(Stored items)
[Start of Attachment]
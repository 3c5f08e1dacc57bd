//! Isolated execution of a (test, solution) pair. Selects docker or podman
//! by binary presence at startup; a `SandboxRunner` trait keeps the engine
//! decoupled from any one container runtime, mirroring the invoker's
//! provider-abstraction pattern.

use super::generator::TestCase;
use super::Solution;
use crate::config::SandboxConfig as EngineSandboxConfig;
use crate::types::SandboxError;
use async_trait::async_trait;
use std::process::Stdio;
use std::time::Duration;
use tokio::process::Command;
use tokio::time::timeout;

pub use crate::config::SandboxConfig;

#[derive(Debug, Clone, Default)]
pub struct ExecutionMetrics {
    pub cpu_time: Duration,
    pub memory_used_mb: u64,
    pub memory_peak_mb: u64,
    pub process_count: u32,
    pub thread_count: u32,
}

#[derive(Debug, Clone)]
pub struct ExecutionResult {
    pub test_id: String,
    pub solution_id: String,
    pub passed: bool,
    pub duration: Duration,
    pub output: String,
    pub error: Option<String>,
    pub exit_code: i32,
    pub metrics: ExecutionMetrics,
}

#[async_trait]
pub trait SandboxRunner: Send + Sync {
    async fn run(
        &self,
        test: &TestCase,
        solution: &Solution,
        config: &EngineSandboxConfig,
    ) -> ExecutionResult;
}

/// Which container runtime is available on this host, detected once.
#[derive(Debug, Clone, Copy, PartialEq, Eq)]
pub enum ContainerRuntime {
    Docker,
    Podman,
}

impl ContainerRuntime {
    pub fn binary(&self) -> &'static str {
        match self {
            ContainerRuntime::Docker => "docker",
            ContainerRuntime::Podman => "podman",
        }
    }

    /// Probes `PATH` for `docker` then `podman`.
    pub fn detect() -> Result<Self, SandboxError> {
        for (runtime, bin) in [(ContainerRuntime::Docker, "docker"), (ContainerRuntime::Podman, "podman")] {
            if which(bin) {
                return Ok(runtime);
            }
        }
        Err(SandboxError::NoRuntime)
    }
}

fn which(bin: &str) -> bool {
    std::env::var_os("PATH")
        .map(|paths| {
            std::env::split_paths(&paths).any(|dir| dir.join(bin).is_file())
        })
        .unwrap_or(false)
}

fn runner_script(language: &str) -> Option<&'static str> {
    match language {
        "python" => Some("python -m pytest -q"),
        "rust" => Some("cargo test --quiet"),
        "javascript" | "typescript" => Some("node test.js"),
        "go" => Some("go test ./..."),
        _ => None,
    }
}

/// Real container-backed runner. Writes the test and solution to a working
/// directory, then runs a per-language test command inside the container
/// with resource limits applied.
pub struct ContainerSandboxRunner {
    runtime: ContainerRuntime,
    work_dir: std::path::PathBuf,
}

impl ContainerSandboxRunner {
    pub fn new(work_dir: impl Into<std::path::PathBuf>) -> Result<Self, SandboxError> {
        Ok(Self {
            runtime: ContainerRuntime::detect()?,
            work_dir: work_dir.into(),
        })
    }
}

#[async_trait]
impl SandboxRunner for ContainerSandboxRunner {
    async fn run(&self, test: &TestCase, solution: &Solution, config: &EngineSandboxConfig) -> ExecutionResult {
        let started = std::time::Instant::now();

        let Some(script) = runner_script(&test.language) else {
            return ExecutionResult {
                test_id: test.id.clone(),
                solution_id: solution.id.clone(),
                passed: false,
                duration: started.elapsed(),
                output: String::new(),
                error: Some(format!("no test runner for language {}", test.language)),
                exit_code: 1,
                metrics: ExecutionMetrics::default(),
            };
        };

        let mut args: Vec<String> = vec![
            "run".to_string(),
            "--rm".to_string(),
            "--memory".to_string(),
            format!("{}m", config.memory_limit_mb),
            "--cpus".to_string(),
            config.cpu_limit.to_string(),
        ];
        if !config.network_allowed {
            args.push("--network=none".to_string());
        }
        args.push("-v".to_string());
        args.push(format!("{}:/workspace", self.work_dir.display()));
        args.push("-w".to_string());
        args.push("/workspace".to_string());
        args.push(image_for_language(&test.language).to_string());
        args.push("sh".to_string());
        args.push("-c".to_string());
        args.push(script.to_string());

        let mut command = Command::new(self.runtime.binary());
        command.args(&args).stdout(Stdio::piped()).stderr(Stdio::piped());

        let run_future = command.output();
        match timeout(config.timeout, run_future).await {
            Ok(Ok(output)) => {
                let stdout = String::from_utf8_lossy(&output.stdout).to_string();
                let passed = infer_pass(&stdout);
                ExecutionResult {
                    test_id: test.id.clone(),
                    solution_id: solution.id.clone(),
                    passed,
                    duration: started.elapsed(),
                    output: stdout,
                    error: if output.status.success() {
                        None
                    } else {
                        Some(String::from_utf8_lossy(&output.stderr).to_string())
                    },
                    exit_code: output.status.code().unwrap_or(-1),
                    metrics: ExecutionMetrics::default(),
                }
            }
            Ok(Err(e)) => ExecutionResult {
                test_id: test.id.clone(),
                solution_id: solution.id.clone(),
                passed: false,
                duration: started.elapsed(),
                output: String::new(),
                error: Some(e.to_string()),
                exit_code: 1,
                metrics: ExecutionMetrics::default(),
            },
            Err(_) => ExecutionResult {
                test_id: test.id.clone(),
                solution_id: solution.id.clone(),
                passed: false,
                duration: started.elapsed(),
                output: String::new(),
                error: Some("execution timeout".to_string()),
                exit_code: 124,
                metrics: ExecutionMetrics::default(),
            },
        }
    }
}

fn image_for_language(language: &str) -> &'static str {
    match language {
        "python" => "python:3.12-slim",
        "rust" => "rust:1-slim",
        "javascript" | "typescript" => "node:20-slim",
        "go" => "golang:1.22-slim",
        _ => "alpine:latest",
    }
}

fn infer_pass(stdout: &str) -> bool {
    let lower = stdout.to_lowercase();
    let has_fail_marker = lower.contains("fail") || lower.contains("error");
    let has_pass_marker = lower.contains("pass") || lower.contains("ok");
    has_pass_marker && !has_fail_marker
}

/// In-memory stand-in used by tests and examples: never spawns a process.
pub struct FakeSandboxRunner {
    always_pass: bool,
    fast_solution: Option<String>,
}

impl FakeSandboxRunner {
    pub fn always_pass() -> Self {
        Self {
            always_pass: true,
            fast_solution: None,
        }
    }

    pub fn faster_for(solution_id: impl Into<String>) -> Self {
        Self {
            always_pass: true,
            fast_solution: Some(solution_id.into()),
        }
    }
}

#[async_trait]
impl SandboxRunner for FakeSandboxRunner {
    async fn run(&self, test: &TestCase, solution: &Solution, _config: &EngineSandboxConfig) -> ExecutionResult {
        let duration = if self.fast_solution.as_deref() == Some(solution.id.as_str()) {
            Duration::from_millis(10)
        } else {
            Duration::from_millis(50)
        };
        ExecutionResult {
            test_id: test.id.clone(),
            solution_id: solution.id.clone(),
            passed: self.always_pass,
            duration,
            output: "ok".to_string(),
            error: None,
            exit_code: 0,
            metrics: ExecutionMetrics::default(),
        }
    }
}

#[cfg(test)]
mod tests {
    use super::*;

    #[test]
    fn infer_pass_requires_pass_marker_without_fail() {
        assert!(infer_pass("3 passed, 0 failed"));
        assert!(!infer_pass("1 passed, 1 failed"));
        assert!(!infer_pass("error: could not compile"));
    }
}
[End of Attachment]
What this task involves:
Each line that holds the word "ContainerSandboxRunner" should be extracted from the records.

Written solution:
pub struct ContainerSandboxRunner {
impl ContainerSandboxRunner {
impl SandboxRunner for ContainerSandboxRunner {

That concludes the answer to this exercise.